Give the lines below again exactly, starting with the line that holds "(callback.0)(controller);" and going on through the line that holds "if let Some(callback) = self.after.load_full()".

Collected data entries

-- Opening Marker --

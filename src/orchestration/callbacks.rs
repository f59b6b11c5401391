//! Lifecycle callback slots
//!
//! Each hook holds at most one callback. Registering a callback replaces
//! the previous one.

use std::sync::Arc;

use arc_swap::ArcSwapOption;

use crate::{
    controller::Controller,
    core::{context::Flow, error::ModuleError, response::Response},
};

type InitFn = dyn Fn(&Arc<dyn Controller>) + Send + Sync;
type BeforeFn = dyn Fn(&Response, &Arc<dyn Controller>, &str) -> Flow + Send + Sync;
type AfterFn = dyn Fn(&Response, &Arc<dyn Controller>, &str) + Send + Sync;
type InvalidFn = dyn Fn(&Response, &str) + Send + Sync;
type ErrorFn = dyn Fn(&Response, &ModuleError) + Send + Sync;

/// Sized wrapper so callbacks fit in an `ArcSwapOption`
struct Callback<F: ?Sized>(Box<F>);

/// The five hook slots of a module
pub struct Callbacks {
    init: ArcSwapOption<Callback<InitFn>>,
    before: ArcSwapOption<Callback<BeforeFn>>,
    after: ArcSwapOption<Callback<AfterFn>>,
    invalid: ArcSwapOption<Callback<InvalidFn>>,
    error: ArcSwapOption<Callback<ErrorFn>>,
}

impl Default for Callbacks {
    fn default() -> Self {
        Self::new()
    }
}

impl Callbacks {
    pub fn new() -> Self {
        Self {
            init: ArcSwapOption::empty(),
            before: ArcSwapOption::empty(),
            after: ArcSwapOption::empty(),
            invalid: ArcSwapOption::empty(),
            error: ArcSwapOption::empty(),
        }
    }

    /// Set the callback run when a controller is initialized
    pub fn on_init<F>(&self, callback: F)
    where
        F: Fn(&Arc<dyn Controller>) + Send + Sync + 'static,
    {
        let callback: Box<InitFn> = Box::new(callback);
        self.init.store(Some(Arc::new(Callback(callback))));
    }

    /// Set the callback run before the target method. Returning
    /// `Flow::Abort` prevents the method from running.
    pub fn on_before<F>(&self, callback: F)
    where
        F: Fn(&Response, &Arc<dyn Controller>, &str) -> Flow + Send + Sync + 'static,
    {
        let callback: Box<BeforeFn> = Box::new(callback);
        self.before.store(Some(Arc::new(Callback(callback))));
    }

    /// Set the callback run after the target method
    pub fn on_after<F>(&self, callback: F)
    where
        F: Fn(&Response, &Arc<dyn Controller>, &str) + Send + Sync + 'static,
    {
        let callback: Box<AfterFn> = Box::new(callback);
        self.after.store(Some(Arc::new(Callback(callback))));
    }

    /// Set the callback run for requests that cannot be processed
    pub fn on_invalid<F>(&self, callback: F)
    where
        F: Fn(&Response, &str) + Send + Sync + 'static,
    {
        let callback: Box<InvalidFn> = Box::new(callback);
        self.invalid.store(Some(Arc::new(Callback(callback))));
    }

    /// Set the callback absorbing execution faults
    pub fn on_error<F>(&self, callback: F)
    where
        F: Fn(&Response, &ModuleError) + Send + Sync + 'static,
    {
        let callback: Box<ErrorFn> = Box::new(callback);
        self.error.store(Some(Arc::new(Callback(callback))));
    }

    pub(crate) fn run_init(&self, controller: &Arc<dyn Controller>) {
        if let Some(callback) = self.init.load_full() {
            (callback.0)(controller);
        }
    }

    pub(crate) fn run_before(
        &self,
        response: &Response,
        controller: &Arc<dyn Controller>,
        method: &str,
    ) -> Flow {
        match self.before.load_full() {
            Some(callback) => (callback.0)(response, controller, method),
            None => Flow::Continue,
        }
    }

    pub(crate) fn run_after(
        &self,
        response: &Response,
        controller: &Arc<dyn Controller>,
        method: &str,
    ) {
        if let Some(callback) = self.after.load_full() {
            (callback.0)(response, controller, method);
        }
    }

    pub(crate) fn run_invalid(&self, response: &Response, message: &str) {
        if let Some(callback) = self.invalid.load_full() {
            (callback.0)(response, message);
        }
    }

    /// Returns false when no error callback is registered
    pub(crate) fn run_error(&self, response: &Response, fault: &ModuleError) -> bool {
        match self.error.load_full() {
            Some(callback) => {
                (callback.0)(response, fault);
                true
            }
            None => false,
        }
    }
}

#[cfg(test)]
mod tests {
    use std::sync::atomic::{AtomicUsize, Ordering};

    use super::*;
    use crate::controller::testing::DemoController;

    #[test]
    fn test_last_registration_wins() {
        let callbacks = Callbacks::new();
        let response = Response::new();

        callbacks.on_invalid(|response, _| response.alert("first"));
        callbacks.on_invalid(|response, _| response.alert("second"));
        callbacks.run_invalid(&response, "bad request");

        let commands = response.commands();
        assert_eq!(commands.len(), 1);
        assert_eq!(commands[0].data["message"], "second");
    }

    #[test]
    fn test_empty_slots() {
        let callbacks = Callbacks::new();
        let response = Response::new();
        let controller: Arc<dyn Controller> = Arc::new(DemoController::new("Demo"));

        callbacks.run_init(&controller);
        assert_eq!(callbacks.run_before(&response, &controller, "hello"), Flow::Continue);
        callbacks.run_after(&response, &controller, "hello");
        assert!(!callbacks.run_error(&response, &ModuleError::Execution("x".to_string())));
        assert!(response.is_empty());
    }

    #[test]
    fn test_before_can_abort() {
        let callbacks = Callbacks::new();
        let response = Response::new();
        let controller: Arc<dyn Controller> = Arc::new(DemoController::new("Demo"));
        let calls = Arc::new(AtomicUsize::new(0));
        let counter = calls.clone();

        callbacks.on_before(move |_, _, method| {
            counter.fetch_add(1, Ordering::SeqCst);
            if method == "hello" {
                Flow::Abort
            } else {
                Flow::Continue
            }
        });

        assert_eq!(callbacks.run_before(&response, &controller, "hello"), Flow::Abort);
        assert_eq!(callbacks.run_before(&response, &controller, "other"), Flow::Continue);
        assert_eq!(calls.load(Ordering::SeqCst), 2);
    }
}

-- Closing Marker --

§ Task solution
            (callback.0)(controller);
        }
    }

    pub(crate) fn run_before(
        &self,
        response: &Response,
        controller: &Arc<dyn Controller>,
        method: &str,
    ) -> Flow {
        match self.before.load_full() {
            Some(callback) => (callback.0)(response, controller, method),
            None => Flow::Continue,
        }
    }

    pub(crate) fn run_after(
        &self,
        response: &Response,
        controller: &Arc<dyn Controller>,
        method: &str,
    ) {
        if let Some(callback) = self.after.load_full() {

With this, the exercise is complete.